= Your instructions =
Repeat exactly, please, the opening lines of the data below, through and including the line where "PartialOrd, Ord, Hash)]" sits.

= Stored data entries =

=== Section Start ===

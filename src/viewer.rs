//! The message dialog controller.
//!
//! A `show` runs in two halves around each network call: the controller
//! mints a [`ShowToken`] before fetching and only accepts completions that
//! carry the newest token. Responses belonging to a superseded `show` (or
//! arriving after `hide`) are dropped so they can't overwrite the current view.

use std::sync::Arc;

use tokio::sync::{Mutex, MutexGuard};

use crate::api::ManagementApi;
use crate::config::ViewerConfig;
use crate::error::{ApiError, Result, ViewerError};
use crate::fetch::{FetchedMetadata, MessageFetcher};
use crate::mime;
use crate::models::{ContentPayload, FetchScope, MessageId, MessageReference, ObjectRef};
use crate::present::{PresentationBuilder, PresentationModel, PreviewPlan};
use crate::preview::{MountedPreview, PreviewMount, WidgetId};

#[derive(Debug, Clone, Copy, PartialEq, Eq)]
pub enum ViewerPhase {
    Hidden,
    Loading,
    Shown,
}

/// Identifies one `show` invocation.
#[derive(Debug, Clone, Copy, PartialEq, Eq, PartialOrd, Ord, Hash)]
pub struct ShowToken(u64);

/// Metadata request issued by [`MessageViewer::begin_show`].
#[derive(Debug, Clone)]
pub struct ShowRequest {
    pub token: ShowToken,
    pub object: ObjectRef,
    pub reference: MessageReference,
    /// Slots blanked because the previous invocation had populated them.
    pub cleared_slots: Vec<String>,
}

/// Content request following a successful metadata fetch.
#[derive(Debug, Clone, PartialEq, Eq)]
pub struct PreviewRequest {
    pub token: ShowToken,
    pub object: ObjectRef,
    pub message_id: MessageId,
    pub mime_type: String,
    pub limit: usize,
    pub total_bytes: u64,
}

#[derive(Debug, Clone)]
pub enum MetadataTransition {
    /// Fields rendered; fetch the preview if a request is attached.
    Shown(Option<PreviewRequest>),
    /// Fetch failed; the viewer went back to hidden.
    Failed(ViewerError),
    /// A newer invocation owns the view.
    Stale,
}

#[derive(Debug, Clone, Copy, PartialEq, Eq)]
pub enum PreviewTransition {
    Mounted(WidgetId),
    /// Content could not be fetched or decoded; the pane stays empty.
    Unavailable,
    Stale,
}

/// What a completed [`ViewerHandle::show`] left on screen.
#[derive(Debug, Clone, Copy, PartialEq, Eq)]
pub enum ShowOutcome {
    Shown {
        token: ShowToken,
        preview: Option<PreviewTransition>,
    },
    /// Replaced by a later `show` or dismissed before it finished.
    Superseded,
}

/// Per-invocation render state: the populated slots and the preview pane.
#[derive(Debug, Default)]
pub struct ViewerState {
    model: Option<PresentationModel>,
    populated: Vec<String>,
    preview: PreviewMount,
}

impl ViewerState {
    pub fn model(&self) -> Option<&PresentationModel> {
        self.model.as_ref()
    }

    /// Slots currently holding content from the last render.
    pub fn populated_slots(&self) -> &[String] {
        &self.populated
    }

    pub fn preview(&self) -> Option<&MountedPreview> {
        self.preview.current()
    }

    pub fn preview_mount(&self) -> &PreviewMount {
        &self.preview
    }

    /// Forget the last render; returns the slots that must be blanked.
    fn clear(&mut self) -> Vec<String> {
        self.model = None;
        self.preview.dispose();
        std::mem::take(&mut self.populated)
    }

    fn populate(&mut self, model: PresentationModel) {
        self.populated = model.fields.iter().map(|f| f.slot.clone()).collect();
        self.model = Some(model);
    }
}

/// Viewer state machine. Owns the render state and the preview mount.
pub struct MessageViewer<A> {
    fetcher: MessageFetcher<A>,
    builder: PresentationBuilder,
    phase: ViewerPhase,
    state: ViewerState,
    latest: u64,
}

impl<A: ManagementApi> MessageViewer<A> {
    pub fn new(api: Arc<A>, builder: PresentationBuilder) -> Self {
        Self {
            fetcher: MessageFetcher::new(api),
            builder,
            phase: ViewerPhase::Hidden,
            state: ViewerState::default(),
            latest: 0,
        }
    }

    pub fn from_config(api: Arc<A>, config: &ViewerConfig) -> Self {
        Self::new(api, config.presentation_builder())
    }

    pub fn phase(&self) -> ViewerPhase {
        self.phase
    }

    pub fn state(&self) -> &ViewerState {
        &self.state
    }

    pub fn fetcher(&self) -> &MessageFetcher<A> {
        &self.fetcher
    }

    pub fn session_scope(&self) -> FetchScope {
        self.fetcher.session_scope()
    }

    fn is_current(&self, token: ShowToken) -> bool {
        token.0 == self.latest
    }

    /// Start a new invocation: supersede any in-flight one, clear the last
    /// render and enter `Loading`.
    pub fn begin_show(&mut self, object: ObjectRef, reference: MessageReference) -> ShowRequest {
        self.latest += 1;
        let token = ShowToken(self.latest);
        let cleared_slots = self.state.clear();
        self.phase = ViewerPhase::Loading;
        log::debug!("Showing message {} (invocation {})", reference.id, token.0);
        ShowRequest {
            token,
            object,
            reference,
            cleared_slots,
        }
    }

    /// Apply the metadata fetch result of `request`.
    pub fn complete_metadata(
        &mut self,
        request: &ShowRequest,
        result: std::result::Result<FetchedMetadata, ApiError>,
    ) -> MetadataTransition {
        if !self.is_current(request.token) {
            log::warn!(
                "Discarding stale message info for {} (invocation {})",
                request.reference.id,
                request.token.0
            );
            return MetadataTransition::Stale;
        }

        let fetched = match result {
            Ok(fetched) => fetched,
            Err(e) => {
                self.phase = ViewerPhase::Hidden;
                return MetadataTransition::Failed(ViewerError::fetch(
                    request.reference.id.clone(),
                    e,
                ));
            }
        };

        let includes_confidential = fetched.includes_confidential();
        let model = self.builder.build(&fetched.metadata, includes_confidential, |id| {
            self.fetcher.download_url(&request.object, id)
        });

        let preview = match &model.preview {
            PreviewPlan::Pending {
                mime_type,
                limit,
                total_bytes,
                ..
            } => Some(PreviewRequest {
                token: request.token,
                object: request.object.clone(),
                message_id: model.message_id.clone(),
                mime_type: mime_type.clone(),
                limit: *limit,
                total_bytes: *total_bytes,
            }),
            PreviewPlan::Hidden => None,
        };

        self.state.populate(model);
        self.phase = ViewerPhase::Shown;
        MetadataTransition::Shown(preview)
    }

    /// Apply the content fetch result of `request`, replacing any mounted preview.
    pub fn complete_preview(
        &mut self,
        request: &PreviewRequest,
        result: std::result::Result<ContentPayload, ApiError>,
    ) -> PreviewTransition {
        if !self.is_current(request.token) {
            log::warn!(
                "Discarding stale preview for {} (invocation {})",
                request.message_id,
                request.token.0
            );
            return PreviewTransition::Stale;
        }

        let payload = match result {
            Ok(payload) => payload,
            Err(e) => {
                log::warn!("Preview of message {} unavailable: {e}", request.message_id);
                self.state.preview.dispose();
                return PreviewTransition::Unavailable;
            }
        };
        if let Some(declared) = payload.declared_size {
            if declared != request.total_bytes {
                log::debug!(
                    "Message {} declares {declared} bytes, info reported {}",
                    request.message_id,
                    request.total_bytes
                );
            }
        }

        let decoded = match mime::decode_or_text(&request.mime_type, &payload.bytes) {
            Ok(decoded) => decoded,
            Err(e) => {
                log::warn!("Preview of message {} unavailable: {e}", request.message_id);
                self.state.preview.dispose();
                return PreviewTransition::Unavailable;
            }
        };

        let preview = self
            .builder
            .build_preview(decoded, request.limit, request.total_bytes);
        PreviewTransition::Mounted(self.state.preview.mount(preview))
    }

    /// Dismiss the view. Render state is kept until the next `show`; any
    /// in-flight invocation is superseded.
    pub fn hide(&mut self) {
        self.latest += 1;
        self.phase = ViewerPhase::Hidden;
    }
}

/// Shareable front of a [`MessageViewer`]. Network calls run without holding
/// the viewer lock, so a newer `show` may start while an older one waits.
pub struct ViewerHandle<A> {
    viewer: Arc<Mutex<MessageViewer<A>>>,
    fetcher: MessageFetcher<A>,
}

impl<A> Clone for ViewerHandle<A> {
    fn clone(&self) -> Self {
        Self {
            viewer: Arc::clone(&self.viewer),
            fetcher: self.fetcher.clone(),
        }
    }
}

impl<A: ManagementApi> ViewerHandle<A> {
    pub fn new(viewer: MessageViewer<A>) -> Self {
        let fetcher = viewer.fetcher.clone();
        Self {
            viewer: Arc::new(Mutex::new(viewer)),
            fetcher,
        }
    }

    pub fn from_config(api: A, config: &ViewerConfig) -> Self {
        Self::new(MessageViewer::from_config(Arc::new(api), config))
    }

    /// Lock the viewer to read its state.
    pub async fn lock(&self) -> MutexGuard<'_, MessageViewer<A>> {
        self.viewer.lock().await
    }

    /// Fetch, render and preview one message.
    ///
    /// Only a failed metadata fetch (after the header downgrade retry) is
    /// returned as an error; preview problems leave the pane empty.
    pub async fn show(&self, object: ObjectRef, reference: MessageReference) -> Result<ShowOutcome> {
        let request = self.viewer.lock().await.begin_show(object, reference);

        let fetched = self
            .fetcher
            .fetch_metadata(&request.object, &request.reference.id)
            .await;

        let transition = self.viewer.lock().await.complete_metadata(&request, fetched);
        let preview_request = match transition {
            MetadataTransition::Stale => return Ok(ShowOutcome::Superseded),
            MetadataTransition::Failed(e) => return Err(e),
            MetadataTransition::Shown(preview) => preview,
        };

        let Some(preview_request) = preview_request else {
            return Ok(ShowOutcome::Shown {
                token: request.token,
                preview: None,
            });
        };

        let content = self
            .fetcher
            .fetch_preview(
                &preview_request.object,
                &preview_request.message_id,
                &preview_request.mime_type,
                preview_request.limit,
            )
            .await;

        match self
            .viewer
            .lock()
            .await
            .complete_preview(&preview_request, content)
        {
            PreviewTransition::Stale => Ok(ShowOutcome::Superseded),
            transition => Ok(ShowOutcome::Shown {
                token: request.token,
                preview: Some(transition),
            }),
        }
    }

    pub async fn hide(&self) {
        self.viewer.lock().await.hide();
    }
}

=== Section End ===

= Answer below =
filename src/viewer.rs
//! The message dialog controller.
//!
//! A `show` runs in two halves around each network call: the controller
//! mints a [`ShowToken`] before fetching and only accepts completions that
//! carry the newest token. Responses belonging to a superseded `show` (or
//! arriving after `hide`) are dropped so they can't overwrite the current view.

use std::sync::Arc;

use tokio::sync::{Mutex, MutexGuard};

use crate::api::ManagementApi;
use crate::config::ViewerConfig;
use crate::error::{ApiError, Result, ViewerError};
use crate::fetch::{FetchedMetadata, MessageFetcher};
use crate::mime;
use crate::models::{ContentPayload, FetchScope, MessageId, MessageReference, ObjectRef};
use crate::present::{PresentationBuilder, PresentationModel, PreviewPlan};
use crate::preview::{MountedPreview, PreviewMount, WidgetId};

#[derive(Debug, Clone, Copy, PartialEq, Eq)]
pub enum ViewerPhase {
    Hidden,
    Loading,
    Shown,
}

/// Identifies one `show` invocation.
#[derive(Debug, Clone, Copy, PartialEq, Eq, PartialOrd, Ord, Hash)]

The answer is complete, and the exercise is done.